* Work order *
Below is a listing. Quote from it, exactly, the lines from the one containing "amount at once." down to the one containing "pub const fn after(t0: f64)", both ends included, and nothing else.

* Data shown *
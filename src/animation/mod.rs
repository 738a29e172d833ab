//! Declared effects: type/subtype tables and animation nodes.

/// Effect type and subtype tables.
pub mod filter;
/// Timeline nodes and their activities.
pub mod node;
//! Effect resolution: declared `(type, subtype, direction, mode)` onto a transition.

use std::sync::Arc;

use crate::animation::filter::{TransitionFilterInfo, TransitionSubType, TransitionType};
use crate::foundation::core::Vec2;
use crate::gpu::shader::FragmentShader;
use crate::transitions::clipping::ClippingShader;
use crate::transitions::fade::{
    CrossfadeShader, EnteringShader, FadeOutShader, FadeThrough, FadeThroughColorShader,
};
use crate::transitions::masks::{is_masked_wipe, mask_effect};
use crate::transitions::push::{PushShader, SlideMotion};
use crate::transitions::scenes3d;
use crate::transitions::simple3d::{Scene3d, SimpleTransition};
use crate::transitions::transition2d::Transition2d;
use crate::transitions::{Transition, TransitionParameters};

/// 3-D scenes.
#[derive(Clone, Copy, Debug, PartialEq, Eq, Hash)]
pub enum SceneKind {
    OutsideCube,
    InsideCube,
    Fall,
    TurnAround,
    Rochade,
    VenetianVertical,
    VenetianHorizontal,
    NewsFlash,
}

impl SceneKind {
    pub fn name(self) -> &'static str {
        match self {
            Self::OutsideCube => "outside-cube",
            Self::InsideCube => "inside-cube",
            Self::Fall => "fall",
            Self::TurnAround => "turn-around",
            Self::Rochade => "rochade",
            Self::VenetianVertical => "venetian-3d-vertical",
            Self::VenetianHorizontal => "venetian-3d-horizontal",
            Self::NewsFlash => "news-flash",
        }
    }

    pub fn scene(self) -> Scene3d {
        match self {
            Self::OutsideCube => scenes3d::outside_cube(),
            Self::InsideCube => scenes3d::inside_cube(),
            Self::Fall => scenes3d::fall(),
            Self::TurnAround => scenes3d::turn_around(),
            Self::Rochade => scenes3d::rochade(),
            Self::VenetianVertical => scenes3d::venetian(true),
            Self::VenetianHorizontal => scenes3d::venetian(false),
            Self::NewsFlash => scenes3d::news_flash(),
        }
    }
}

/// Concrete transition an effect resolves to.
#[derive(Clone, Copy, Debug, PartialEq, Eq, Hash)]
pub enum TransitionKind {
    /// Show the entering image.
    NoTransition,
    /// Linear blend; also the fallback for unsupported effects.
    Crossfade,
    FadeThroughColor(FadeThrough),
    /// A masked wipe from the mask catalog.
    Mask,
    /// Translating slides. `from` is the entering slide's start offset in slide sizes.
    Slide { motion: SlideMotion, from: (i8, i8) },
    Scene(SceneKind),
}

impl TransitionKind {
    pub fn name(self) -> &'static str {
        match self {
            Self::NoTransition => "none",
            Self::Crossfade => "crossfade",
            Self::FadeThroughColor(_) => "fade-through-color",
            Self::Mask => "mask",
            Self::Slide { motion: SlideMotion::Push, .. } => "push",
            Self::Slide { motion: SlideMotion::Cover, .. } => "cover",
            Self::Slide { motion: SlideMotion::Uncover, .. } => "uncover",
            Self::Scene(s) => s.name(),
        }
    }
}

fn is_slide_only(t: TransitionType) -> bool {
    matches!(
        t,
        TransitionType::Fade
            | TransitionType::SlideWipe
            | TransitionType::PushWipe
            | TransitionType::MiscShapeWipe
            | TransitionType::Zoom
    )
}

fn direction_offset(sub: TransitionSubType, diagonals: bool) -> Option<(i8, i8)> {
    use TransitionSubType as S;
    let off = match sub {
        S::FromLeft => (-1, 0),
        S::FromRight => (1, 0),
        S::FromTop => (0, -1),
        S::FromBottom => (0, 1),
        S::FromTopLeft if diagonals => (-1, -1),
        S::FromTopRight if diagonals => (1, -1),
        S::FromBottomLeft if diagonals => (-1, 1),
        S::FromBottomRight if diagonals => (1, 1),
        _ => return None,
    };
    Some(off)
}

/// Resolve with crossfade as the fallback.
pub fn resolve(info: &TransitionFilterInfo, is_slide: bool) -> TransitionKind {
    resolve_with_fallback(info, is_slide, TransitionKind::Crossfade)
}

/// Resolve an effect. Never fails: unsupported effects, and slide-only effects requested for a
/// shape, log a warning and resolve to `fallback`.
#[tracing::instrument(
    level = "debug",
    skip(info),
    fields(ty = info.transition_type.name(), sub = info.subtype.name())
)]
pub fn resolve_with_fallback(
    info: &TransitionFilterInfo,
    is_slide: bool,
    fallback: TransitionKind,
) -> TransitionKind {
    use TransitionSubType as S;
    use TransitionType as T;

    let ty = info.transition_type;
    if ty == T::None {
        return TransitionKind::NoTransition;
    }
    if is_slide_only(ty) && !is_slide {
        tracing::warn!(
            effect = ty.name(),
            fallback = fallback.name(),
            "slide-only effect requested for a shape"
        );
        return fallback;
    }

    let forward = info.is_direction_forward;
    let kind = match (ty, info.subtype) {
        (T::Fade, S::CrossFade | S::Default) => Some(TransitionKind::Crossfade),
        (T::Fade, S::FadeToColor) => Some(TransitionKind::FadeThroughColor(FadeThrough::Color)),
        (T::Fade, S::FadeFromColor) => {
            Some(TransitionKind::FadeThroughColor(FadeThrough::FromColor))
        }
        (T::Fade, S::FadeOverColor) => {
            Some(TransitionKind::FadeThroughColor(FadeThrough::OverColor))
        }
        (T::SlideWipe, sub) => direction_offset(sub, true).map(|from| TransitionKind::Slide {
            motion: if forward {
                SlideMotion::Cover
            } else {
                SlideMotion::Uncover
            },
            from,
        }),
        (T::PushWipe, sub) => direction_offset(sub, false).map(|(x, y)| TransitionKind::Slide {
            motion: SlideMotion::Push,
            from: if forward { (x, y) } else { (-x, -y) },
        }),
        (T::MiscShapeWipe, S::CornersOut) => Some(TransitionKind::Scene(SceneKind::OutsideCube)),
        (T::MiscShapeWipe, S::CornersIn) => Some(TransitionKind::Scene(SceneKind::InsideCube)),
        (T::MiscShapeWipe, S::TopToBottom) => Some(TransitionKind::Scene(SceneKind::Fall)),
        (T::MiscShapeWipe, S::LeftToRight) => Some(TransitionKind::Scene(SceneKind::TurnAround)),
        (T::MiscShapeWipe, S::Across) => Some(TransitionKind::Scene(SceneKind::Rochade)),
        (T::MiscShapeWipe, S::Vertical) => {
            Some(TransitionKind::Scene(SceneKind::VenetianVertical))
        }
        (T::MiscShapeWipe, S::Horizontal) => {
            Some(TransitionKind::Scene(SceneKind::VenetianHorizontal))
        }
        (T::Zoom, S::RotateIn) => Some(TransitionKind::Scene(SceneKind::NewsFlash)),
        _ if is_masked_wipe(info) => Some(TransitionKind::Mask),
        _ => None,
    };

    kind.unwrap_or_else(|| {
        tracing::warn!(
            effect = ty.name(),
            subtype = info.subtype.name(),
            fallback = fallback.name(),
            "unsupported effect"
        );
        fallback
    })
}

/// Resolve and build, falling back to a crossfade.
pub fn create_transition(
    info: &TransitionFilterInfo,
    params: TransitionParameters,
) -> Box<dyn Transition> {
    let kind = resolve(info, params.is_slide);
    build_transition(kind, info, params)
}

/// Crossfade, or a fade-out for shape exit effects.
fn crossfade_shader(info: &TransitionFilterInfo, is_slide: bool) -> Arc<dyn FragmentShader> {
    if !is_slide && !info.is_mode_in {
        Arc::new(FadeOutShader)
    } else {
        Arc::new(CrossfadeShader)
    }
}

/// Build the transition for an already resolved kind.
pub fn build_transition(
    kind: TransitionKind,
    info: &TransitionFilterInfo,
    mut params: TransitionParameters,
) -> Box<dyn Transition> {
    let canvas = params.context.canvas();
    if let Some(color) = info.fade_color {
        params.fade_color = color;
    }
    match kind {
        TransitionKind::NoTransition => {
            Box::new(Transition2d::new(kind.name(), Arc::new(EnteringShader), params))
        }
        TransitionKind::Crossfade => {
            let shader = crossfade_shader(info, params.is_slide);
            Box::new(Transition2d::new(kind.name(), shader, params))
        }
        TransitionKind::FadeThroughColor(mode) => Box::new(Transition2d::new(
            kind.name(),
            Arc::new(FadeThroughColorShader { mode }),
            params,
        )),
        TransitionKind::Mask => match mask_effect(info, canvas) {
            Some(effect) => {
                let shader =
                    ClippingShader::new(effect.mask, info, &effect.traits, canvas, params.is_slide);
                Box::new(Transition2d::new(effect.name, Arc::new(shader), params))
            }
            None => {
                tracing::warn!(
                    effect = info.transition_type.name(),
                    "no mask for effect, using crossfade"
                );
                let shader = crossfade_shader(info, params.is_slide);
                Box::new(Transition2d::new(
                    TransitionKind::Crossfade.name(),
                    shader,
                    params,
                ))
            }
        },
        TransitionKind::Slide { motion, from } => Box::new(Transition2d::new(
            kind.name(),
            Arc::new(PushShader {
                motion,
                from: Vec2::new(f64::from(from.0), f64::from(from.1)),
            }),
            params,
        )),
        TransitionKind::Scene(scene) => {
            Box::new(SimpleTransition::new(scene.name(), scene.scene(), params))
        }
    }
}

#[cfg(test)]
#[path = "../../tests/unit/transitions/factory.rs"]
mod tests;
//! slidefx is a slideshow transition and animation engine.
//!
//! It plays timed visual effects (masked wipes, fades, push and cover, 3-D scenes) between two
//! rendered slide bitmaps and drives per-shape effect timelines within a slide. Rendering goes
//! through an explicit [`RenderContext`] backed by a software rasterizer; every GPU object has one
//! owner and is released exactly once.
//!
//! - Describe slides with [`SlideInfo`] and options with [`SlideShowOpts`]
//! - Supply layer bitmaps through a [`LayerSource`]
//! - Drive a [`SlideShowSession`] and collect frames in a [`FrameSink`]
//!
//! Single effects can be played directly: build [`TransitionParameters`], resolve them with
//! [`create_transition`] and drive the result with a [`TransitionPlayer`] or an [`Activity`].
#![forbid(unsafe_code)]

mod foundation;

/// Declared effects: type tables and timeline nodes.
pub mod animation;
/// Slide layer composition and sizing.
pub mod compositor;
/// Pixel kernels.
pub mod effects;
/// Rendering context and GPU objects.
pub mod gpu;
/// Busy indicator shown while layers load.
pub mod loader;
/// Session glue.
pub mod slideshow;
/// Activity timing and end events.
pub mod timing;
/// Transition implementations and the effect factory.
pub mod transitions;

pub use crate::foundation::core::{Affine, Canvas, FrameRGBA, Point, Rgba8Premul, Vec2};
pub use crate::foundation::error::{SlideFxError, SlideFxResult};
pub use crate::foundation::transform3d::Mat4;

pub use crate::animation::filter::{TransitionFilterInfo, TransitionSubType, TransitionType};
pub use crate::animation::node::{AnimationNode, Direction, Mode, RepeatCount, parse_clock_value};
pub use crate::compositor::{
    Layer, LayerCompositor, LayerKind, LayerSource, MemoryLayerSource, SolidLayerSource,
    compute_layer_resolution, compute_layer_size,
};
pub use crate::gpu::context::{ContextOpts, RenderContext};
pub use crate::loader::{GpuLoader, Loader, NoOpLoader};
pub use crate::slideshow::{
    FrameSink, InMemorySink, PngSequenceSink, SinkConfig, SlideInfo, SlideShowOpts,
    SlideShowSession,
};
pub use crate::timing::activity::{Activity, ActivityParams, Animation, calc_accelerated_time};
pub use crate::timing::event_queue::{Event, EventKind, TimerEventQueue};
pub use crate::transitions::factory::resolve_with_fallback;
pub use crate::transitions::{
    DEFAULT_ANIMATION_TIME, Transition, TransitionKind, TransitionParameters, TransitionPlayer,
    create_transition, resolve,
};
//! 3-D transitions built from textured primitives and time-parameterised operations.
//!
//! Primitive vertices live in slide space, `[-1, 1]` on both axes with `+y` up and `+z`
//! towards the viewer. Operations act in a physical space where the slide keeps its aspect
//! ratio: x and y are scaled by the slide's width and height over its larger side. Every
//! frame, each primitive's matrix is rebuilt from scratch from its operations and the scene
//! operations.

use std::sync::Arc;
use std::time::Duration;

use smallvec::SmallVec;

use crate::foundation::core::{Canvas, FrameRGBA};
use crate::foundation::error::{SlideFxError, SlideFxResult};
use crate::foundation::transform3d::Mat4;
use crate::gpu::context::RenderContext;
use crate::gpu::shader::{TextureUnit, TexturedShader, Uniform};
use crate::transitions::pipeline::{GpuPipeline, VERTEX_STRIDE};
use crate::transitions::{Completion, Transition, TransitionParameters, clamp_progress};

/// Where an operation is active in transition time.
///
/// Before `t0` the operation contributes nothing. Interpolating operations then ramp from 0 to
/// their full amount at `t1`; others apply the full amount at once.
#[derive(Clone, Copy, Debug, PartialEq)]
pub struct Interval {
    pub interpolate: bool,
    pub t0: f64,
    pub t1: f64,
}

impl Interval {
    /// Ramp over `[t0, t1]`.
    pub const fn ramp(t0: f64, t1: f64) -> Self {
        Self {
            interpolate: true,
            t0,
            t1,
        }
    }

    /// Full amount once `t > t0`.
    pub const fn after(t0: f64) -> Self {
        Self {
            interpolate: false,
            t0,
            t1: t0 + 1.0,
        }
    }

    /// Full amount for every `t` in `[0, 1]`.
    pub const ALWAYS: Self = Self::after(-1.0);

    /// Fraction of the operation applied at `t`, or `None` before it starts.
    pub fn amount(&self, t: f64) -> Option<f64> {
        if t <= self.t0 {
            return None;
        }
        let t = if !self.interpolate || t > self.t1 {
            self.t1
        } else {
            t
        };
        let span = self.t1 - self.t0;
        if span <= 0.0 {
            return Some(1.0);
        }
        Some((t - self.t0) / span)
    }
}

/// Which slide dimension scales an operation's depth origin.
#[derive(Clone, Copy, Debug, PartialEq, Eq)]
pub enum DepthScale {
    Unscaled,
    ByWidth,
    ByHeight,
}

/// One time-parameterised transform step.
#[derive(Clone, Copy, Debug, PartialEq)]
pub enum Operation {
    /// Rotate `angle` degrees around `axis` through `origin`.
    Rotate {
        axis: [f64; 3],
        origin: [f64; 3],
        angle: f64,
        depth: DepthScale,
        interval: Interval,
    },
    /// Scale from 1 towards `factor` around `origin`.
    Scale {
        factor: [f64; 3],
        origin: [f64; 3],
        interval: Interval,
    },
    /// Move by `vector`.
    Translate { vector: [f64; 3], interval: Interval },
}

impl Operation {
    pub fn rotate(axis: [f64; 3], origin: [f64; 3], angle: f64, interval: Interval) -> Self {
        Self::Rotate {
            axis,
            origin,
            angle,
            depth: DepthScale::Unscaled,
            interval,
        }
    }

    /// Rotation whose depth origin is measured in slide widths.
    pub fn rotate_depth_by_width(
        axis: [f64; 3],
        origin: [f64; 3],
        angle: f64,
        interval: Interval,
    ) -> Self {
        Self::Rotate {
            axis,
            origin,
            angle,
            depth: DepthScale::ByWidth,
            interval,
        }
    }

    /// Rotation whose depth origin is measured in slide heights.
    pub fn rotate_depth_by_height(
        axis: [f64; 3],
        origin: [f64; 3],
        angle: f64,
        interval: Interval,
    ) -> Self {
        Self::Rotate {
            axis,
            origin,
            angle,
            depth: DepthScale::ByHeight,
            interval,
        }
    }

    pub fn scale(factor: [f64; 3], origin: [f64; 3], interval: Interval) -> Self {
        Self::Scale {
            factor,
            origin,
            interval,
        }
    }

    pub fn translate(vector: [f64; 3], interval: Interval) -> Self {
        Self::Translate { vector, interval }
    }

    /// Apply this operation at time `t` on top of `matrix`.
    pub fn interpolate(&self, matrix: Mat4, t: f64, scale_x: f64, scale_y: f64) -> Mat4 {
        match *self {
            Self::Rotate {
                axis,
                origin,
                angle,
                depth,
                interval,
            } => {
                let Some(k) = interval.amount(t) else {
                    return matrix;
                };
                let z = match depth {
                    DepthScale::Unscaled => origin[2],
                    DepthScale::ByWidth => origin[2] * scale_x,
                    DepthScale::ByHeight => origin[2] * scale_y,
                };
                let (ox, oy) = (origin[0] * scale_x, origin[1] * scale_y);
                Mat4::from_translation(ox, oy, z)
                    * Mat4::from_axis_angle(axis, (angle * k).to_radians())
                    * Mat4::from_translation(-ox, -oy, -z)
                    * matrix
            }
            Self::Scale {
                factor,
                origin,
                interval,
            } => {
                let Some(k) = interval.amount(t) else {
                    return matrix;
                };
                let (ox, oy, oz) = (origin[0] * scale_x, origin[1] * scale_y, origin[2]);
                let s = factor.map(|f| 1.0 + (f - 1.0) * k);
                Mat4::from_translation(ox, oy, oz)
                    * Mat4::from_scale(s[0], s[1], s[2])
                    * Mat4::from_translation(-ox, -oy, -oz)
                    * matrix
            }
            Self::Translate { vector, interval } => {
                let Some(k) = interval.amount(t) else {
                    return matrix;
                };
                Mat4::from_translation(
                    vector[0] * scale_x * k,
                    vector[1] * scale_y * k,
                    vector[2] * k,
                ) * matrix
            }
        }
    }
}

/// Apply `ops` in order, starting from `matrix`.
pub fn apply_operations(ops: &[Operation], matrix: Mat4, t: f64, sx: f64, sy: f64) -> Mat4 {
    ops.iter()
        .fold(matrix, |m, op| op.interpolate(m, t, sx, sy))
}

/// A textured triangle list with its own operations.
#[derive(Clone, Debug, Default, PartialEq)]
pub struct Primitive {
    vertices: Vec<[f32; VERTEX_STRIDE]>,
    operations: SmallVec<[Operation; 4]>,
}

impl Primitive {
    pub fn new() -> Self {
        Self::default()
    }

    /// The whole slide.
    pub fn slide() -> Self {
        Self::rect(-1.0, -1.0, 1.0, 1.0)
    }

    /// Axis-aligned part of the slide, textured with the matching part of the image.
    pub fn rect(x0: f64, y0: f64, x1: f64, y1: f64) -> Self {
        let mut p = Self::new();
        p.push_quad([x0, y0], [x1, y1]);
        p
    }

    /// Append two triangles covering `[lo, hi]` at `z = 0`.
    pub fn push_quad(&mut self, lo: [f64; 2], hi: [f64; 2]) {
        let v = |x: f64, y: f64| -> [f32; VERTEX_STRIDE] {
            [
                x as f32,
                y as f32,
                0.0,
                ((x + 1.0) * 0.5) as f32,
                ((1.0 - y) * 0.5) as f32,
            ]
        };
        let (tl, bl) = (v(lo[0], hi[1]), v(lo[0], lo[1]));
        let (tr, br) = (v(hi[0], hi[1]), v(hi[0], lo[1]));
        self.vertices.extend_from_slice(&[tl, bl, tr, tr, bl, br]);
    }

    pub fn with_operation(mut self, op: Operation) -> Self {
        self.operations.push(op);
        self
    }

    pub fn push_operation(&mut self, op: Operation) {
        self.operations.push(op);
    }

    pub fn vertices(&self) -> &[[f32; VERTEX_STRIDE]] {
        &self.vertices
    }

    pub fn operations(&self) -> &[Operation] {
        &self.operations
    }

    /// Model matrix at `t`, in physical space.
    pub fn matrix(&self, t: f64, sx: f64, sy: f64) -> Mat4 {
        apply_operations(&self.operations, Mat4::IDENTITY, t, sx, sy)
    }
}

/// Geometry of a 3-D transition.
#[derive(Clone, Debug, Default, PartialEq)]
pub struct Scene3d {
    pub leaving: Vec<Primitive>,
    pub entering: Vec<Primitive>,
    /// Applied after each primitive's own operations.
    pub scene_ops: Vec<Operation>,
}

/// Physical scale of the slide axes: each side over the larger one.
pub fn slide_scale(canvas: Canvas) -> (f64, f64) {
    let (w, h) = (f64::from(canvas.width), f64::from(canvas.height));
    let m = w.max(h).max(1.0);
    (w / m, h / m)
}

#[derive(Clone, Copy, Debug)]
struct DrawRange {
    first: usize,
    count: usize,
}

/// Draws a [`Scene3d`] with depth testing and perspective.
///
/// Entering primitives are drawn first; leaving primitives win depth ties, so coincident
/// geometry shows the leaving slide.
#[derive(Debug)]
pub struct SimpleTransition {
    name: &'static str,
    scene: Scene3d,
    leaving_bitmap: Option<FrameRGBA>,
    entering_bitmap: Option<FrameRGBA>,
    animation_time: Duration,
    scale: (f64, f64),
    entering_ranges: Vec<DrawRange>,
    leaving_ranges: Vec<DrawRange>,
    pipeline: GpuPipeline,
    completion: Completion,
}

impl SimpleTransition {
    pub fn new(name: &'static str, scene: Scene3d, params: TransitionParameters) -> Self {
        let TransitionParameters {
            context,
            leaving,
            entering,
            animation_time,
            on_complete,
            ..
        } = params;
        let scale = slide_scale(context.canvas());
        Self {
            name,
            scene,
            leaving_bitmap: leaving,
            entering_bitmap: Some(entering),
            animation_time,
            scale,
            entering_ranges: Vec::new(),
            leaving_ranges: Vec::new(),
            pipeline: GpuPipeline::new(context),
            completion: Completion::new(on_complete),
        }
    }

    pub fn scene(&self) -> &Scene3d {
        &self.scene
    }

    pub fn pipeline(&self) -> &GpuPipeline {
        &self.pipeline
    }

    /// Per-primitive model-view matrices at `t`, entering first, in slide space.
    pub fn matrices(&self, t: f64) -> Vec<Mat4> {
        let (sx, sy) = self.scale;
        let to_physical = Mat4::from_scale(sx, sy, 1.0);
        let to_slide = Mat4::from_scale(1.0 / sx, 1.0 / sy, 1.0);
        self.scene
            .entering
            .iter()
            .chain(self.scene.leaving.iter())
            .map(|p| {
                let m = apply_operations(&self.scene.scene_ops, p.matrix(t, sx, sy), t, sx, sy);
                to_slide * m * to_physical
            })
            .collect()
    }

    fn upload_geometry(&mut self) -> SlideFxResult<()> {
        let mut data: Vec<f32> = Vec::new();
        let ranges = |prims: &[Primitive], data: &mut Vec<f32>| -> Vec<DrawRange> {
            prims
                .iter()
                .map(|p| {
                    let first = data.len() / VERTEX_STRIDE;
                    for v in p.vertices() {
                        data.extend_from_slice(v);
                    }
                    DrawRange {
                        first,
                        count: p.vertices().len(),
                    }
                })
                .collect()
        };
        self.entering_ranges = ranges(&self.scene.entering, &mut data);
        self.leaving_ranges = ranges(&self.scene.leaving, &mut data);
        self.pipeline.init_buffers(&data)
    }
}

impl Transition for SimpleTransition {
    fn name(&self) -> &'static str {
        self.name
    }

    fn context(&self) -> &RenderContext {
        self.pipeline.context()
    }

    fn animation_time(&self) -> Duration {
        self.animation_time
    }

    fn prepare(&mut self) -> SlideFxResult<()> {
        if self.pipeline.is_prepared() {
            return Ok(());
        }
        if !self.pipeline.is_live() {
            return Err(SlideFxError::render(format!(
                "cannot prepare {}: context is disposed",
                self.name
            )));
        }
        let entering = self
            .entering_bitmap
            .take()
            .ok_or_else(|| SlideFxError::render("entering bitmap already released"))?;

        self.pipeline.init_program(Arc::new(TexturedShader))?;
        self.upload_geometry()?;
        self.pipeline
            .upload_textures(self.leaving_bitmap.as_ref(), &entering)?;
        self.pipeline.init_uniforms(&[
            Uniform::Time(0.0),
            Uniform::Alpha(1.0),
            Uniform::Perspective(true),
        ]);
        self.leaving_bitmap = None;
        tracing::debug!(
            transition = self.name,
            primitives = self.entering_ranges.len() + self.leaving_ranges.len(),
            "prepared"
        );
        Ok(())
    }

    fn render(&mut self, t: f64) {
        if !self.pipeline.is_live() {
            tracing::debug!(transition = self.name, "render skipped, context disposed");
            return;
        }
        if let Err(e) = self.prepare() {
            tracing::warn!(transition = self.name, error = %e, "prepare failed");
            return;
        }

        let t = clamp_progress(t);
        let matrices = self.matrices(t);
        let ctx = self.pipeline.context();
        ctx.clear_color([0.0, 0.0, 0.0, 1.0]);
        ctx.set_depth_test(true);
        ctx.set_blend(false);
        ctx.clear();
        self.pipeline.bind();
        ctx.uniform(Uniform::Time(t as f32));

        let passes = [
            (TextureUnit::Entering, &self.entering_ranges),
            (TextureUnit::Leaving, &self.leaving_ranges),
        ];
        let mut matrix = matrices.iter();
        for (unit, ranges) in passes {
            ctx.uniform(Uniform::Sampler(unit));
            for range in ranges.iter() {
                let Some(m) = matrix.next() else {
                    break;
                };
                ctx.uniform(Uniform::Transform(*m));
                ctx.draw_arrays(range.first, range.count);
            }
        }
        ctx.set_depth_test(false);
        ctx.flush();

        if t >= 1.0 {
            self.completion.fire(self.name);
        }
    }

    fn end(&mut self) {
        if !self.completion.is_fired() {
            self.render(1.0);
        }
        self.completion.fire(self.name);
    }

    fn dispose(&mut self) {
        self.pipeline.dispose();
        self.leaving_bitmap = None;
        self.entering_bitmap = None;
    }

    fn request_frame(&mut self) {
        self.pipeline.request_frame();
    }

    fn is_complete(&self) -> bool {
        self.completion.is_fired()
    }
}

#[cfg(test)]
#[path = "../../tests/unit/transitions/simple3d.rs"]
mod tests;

* Exercise response *
/// their full amount at `t1`; others apply the full amount at once.
#[derive(Clone, Copy, Debug, PartialEq)]
pub struct Interval {
    pub interpolate: bool,
    pub t0: f64,
    pub t1: f64,
}

impl Interval {
    /// Ramp over `[t0, t1]`.
    pub const fn ramp(t0: f64, t1: f64) -> Self {
        Self {
            interpolate: true,
            t0,
            t1,
        }
    }

    /// Full amount once `t > t0`.
    pub const fn after(t0: f64) -> Self {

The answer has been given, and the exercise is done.